Lines from the records below that contain the word "thread" are to be copied out.

DATA TO EXAMINE.

..........

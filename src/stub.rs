//! The redirection sequence written over a function entry.

use std::fmt;

/// Size in bytes of every stub.
pub const STUB_LEN: usize = 12;

// movabs rax, imm64
const MOVABS_RAX: [u8; 2] = [0x48, 0xb8];
// jmp rax
const JMP_RAX: [u8; 2] = [0xff, 0xe0];

/// `movabs rax, <target>; jmp rax`
#[derive(Clone, Copy, PartialEq, Eq, Hash)]
pub struct Stub([u8; STUB_LEN]);

impl Stub {
    pub const fn new(target: u64) -> Self {
        let addr = target.to_ne_bytes();
        Self([
            MOVABS_RAX[0],
            MOVABS_RAX[1],
            addr[0],
            addr[1],
            addr[2],
            addr[3],
            addr[4],
            addr[5],
            addr[6],
            addr[7],
            JMP_RAX[0],
            JMP_RAX[1],
        ])
    }

    /// The address the stub jumps to.
    pub fn target(&self) -> u64 {
        let mut addr = [0u8; 8];
        addr.copy_from_slice(&self.0[2..10]);
        u64::from_ne_bytes(addr)
    }

    pub const fn bytes(&self) -> &[u8; STUB_LEN] {
        &self.0
    }
}

impl fmt::Debug for Stub {
    fn fmt(&self, f: &mut fmt::Formatter<'_>) -> fmt::Result {
        write!(f, "Stub(0x{:x})", self.target())
    }
}

impl AsRef<[u8]> for Stub {
    fn as_ref(&self) -> &[u8] {
        &self.0
    }
}

#[cfg(test)]
mod tests {
    use super::*;

    #[test]
    fn encodes_movabs_then_jmp() {
        let stub = Stub::new(0x1122_3344_5566_7788);
        let bytes = stub.bytes();
        assert_eq!(&bytes[..2], &[0x48, 0xb8]);
        assert_eq!(&bytes[10..], &[0xff, 0xe0]);
        assert_eq!(bytes.len(), STUB_LEN);
    }

    #[test]
    fn address_uses_host_byte_order() {
        for addr in [0u64, 1, 0x7fff_dead_beef, u64::MAX, 0x8000_0000_0000_0000] {
            let stub = Stub::new(addr);
            assert_eq!(stub, Stub::new(addr));
            assert_eq!(&stub.bytes()[2..10], &addr.to_ne_bytes());
            assert_eq!(stub.target(), addr);
        }
    }

    #[test]
    fn little_endian_layout() {
        if cfg!(target_endian = "little") {
            let stub = Stub::new(0x0000_7f12_3456_789a);
            assert_eq!(
                stub.bytes(),
                &[0x48, 0xb8, 0x9a, 0x78, 0x56, 0x34, 0x12, 0x7f, 0x00, 0x00, 0xff, 0xe0]
            );
        }
    }
}
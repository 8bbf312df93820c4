//! Hot-patching functions of the calling process.
//!
//! Nothing stops another thread from running the target while its first
//! bytes are being swapped. Callers have to make sure no thread is inside
//! the first [`STUB_LEN`] bytes of the function at that moment.

use std::{io, path::Path, ptr, sync::Mutex};

use crate::{
    error::{Error, Result},
    function::FunctionAddress,
    loader::MappedObject,
    maps::{self, MemoryRegion, Permissions},
    stub::{Stub, STUB_LEN},
    LockResultExt,
};

// Serializes protect/write/restore so two patches sharing a page never
// restore each other's protection halfway through a write.
static SWAP_LOCK: Mutex<()> = Mutex::new(());

#[derive(Clone, Copy, Debug, PartialEq, Eq)]
pub enum PatchState {
    Ready,
    Patched,
    Unpatched,
    Closed,
}

/// A redirection of one function of this process into a mapped object.
pub struct Patch {
    addr: usize,
    region: MemoryRegion,
    stub: Stub,
    original: Option<[u8; STUB_LEN]>,
    object: MappedObject,
    state: PatchState,
}

impl Patch {
    /// Prepare a redirection of `target` into `object_path` at `offset`.
    ///
    /// Nothing is written until [`Patch::patch`] is called.
    pub fn new<F: FunctionAddress>(
        target: F,
        object_path: impl AsRef<Path>,
        offset: usize,
    ) -> Result<Self> {
        let addr = target.entry_address();
        if addr == 0 {
            return Err(Error::NotAFunction(addr));
        }
        let region = match maps::find_region(addr) {
            Ok(region) => region,
            Err(Error::RegionNotFound(_)) => return Err(Error::TargetNotMapped(addr)),
            Err(e) => return Err(e),
        };
        if !region.perms.exec {
            return Err(Error::NotAFunction(addr));
        }
        if !region.contains_range(addr, STUB_LEN) {
            return Err(Error::TargetNotMapped(addr));
        }

        let object = MappedObject::open(object_path)?;
        let replacement = object.entry(offset)?;
        log::info!(
            "Prepared patch 0x{addr:x} -> 0x{replacement:x} ({} + 0x{offset:x})",
            object.path().display()
        );
        Ok(Self {
            addr,
            region,
            stub: Stub::new(replacement as u64),
            original: None,
            object,
            state: PatchState::Ready,
        })
    }

    pub fn target_address(&self) -> usize {
        self.addr
    }

    pub fn replacement_address(&self) -> usize {
        self.stub.target() as usize
    }

    pub fn stub(&self) -> &Stub {
        &self.stub
    }

    /// Bytes that were at the target before the last `patch()`.
    pub fn original(&self) -> Option<&[u8; STUB_LEN]> {
        self.original.as_ref()
    }

    /// The region holding the target, as seen at construction.
    pub fn region(&self) -> &MemoryRegion {
        &self.region
    }

    pub fn state(&self) -> PatchState {
        self.state
    }

    pub fn object(&self) -> &MappedObject {
        &self.object
    }

    pub fn patch(&mut self) -> Result<()> {
        match self.state {
            PatchState::Patched => return Err(Error::AlreadyPatched),
            PatchState::Closed => return Err(Error::Closed),
            PatchState::Ready | PatchState::Unpatched => {}
        }
        let stub = *self.stub.bytes();
        let original = self.swap(&stub)?;
        self.original = Some(original);
        self.state = PatchState::Patched;
        log::info!(
            "Patched 0x{:x} -> 0x{:x}",
            self.addr,
            self.replacement_address()
        );
        Ok(())
    }

    pub fn unpatch(&mut self) -> Result<()> {
        match self.state {
            PatchState::Patched => {}
            PatchState::Closed => return Err(Error::Closed),
            PatchState::Ready | PatchState::Unpatched => return Err(Error::NotPatched),
        }
        let original = self.original.ok_or(Error::NotPatched)?;
        self.swap(&original)?;
        self.state = PatchState::Unpatched;
        log::info!("Unpatched 0x{:x}", self.addr);
        Ok(())
    }

    /// Release the replacement code, undoing the patch first if it is still
    /// applied. Later calls do nothing.
    ///
    /// If the original bytes cannot be put back the replacement code is
    /// leaked instead of unmapped.
    pub fn close(&mut self) -> Result<()> {
        if self.state == PatchState::Closed {
            return Ok(());
        }
        if self.state == PatchState::Patched {
            log::warn!("Closing applied patch at 0x{:x}, restoring", self.addr);
            if let Err(e) = self.unpatch() {
                // the stub still jumps into the mapping
                self.object.leak();
                return Err(e);
            }
        }
        self.state = PatchState::Closed;
        self.object.close()
    }

    /// Write `code` over the target and hand back what was there.
    fn swap(&self, code: &[u8; STUB_LEN]) -> Result<[u8; STUB_LEN]> {
        let _guard = SWAP_LOCK.lock().ignore_poison();
        let span = WritableSpan::open(self.addr, STUB_LEN, self.region.perms)?;
        // SAFETY: the span covers the target bytes and is writable until restored
        let previous = unsafe { write_code(self.addr as *mut u8, code) };
        span.restore()?;
        Ok(previous)
    }
}

impl Drop for Patch {
    fn drop(&mut self) {
        if let Err(e) = self.close() {
            log::error!("Failed to release patch at 0x{:x}: {e}", self.addr);
        }
    }
}

/// Pages around a code range made read-write-execute for the duration of a
/// write. Dropping without [`WritableSpan::restore`] still puts the old
/// protection back, ignoring errors.
struct WritableSpan {
    start: usize,
    len: usize,
    restore_to: Permissions,
    restored: bool,
}

impl WritableSpan {
    fn open(addr: usize, len: usize, restore_to: Permissions) -> Result<Self> {
        let page = page_size::get();
        let start = page_align_addr(addr, page);
        let len = (addr + len).div_ceil(page) * page - start;
        protect(start, len, Permissions::RWX)?;
        Ok(Self {
            start,
            len,
            restore_to,
            restored: false,
        })
    }

    fn restore(mut self) -> Result<()> {
        self.restored = true;
        protect(self.start, self.len, self.restore_to)
    }
}

impl Drop for WritableSpan {
    fn drop(&mut self) {
        if !self.restored {
            let _ = protect(self.start, self.len, self.restore_to);
        }
    }
}

fn protect(start: usize, len: usize, perms: Permissions) -> Result<()> {
    let res = unsafe { libc::mprotect(start as *mut libc::c_void, len, perms.to_prot()) };
    if res != 0 {
        return Err(Error::ProtectFailed {
            addr: start,
            len,
            source: io::Error::last_os_error(),
        });
    }
    log::debug!("mprotect 0x{start:x} +{len} -> {perms:?}");
    Ok(())
}

/// Swap `code` in at `target`, returning the bytes it replaced.
///
/// # Safety
/// `target..target + STUB_LEN` must be mapped writable, and no thread may be
/// executing those bytes.
unsafe fn write_code(target: *mut u8, code: &[u8; STUB_LEN]) -> [u8; STUB_LEN] {
    let backup = ptr::read_unaligned(target as *const [u8; STUB_LEN]);
    ptr::write_unaligned(target as *mut [u8; STUB_LEN], *code);
    let origptr = target as *const libc::c_void;
    clear_cache::clear_cache(origptr, origptr.add(STUB_LEN));
    backup
}

fn page_align_addr(addr: usize, page: usize) -> usize {
    addr & !(page - 1)
}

..........

WRITTEN ANSWER.
//! Nothing stops another thread from running the target while its first
//! bytes are being swapped. Callers have to make sure no thread is inside
/// `target..target + STUB_LEN` must be mapped writable, and no thread may be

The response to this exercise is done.